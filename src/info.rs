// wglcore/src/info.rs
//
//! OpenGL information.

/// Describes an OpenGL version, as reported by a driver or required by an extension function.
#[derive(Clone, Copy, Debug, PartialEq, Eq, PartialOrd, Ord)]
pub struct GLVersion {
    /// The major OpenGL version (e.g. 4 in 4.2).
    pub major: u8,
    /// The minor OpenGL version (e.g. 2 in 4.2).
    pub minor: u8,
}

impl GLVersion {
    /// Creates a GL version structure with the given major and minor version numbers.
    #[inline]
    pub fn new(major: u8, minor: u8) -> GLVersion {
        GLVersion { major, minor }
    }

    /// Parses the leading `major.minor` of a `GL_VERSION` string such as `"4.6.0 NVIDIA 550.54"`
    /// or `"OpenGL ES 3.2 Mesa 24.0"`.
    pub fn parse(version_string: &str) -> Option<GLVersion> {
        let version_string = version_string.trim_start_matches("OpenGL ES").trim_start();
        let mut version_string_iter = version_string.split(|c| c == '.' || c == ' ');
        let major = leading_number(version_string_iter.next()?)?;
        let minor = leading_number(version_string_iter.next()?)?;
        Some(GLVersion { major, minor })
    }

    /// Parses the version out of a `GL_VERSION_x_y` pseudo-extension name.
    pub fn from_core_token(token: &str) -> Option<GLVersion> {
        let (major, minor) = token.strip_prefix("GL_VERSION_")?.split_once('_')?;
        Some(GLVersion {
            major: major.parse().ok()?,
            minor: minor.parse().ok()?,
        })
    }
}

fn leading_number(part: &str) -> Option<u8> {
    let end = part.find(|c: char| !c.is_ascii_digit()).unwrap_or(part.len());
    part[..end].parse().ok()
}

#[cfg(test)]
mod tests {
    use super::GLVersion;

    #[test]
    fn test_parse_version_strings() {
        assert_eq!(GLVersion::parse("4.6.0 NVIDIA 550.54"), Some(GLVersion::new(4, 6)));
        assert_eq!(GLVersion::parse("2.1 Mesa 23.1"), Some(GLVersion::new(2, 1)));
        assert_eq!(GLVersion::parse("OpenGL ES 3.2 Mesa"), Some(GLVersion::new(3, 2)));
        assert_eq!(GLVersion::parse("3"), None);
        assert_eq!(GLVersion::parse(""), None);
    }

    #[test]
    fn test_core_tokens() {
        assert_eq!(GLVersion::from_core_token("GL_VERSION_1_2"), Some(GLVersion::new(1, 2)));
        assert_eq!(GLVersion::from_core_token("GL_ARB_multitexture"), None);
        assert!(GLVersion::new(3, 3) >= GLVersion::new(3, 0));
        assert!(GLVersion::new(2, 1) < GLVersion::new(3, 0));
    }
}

________

• What is expected:
Each line from the top of the records down to the one with "let major = leading_number(version_string_iter.next()?)?;" must be retyped exactly; include both ends and nothing else.

• The answer:
filename src/info.rs
// wglcore/src/info.rs
//
//! OpenGL information.

/// Describes an OpenGL version, as reported by a driver or required by an extension function.
#[derive(Clone, Copy, Debug, PartialEq, Eq, PartialOrd, Ord)]
pub struct GLVersion {
    /// The major OpenGL version (e.g. 4 in 4.2).
    pub major: u8,
    /// The minor OpenGL version (e.g. 2 in 4.2).
    pub minor: u8,
}

impl GLVersion {
    /// Creates a GL version structure with the given major and minor version numbers.
    #[inline]
    pub fn new(major: u8, minor: u8) -> GLVersion {
        GLVersion { major, minor }
    }

    /// Parses the leading `major.minor` of a `GL_VERSION` string such as `"4.6.0 NVIDIA 550.54"`
    /// or `"OpenGL ES 3.2 Mesa 24.0"`.
    pub fn parse(version_string: &str) -> Option<GLVersion> {
        let version_string = version_string.trim_start_matches("OpenGL ES").trim_start();
        let mut version_string_iter = version_string.split(|c| c == '.' || c == ' ');
        let major = leading_number(version_string_iter.next()?)?;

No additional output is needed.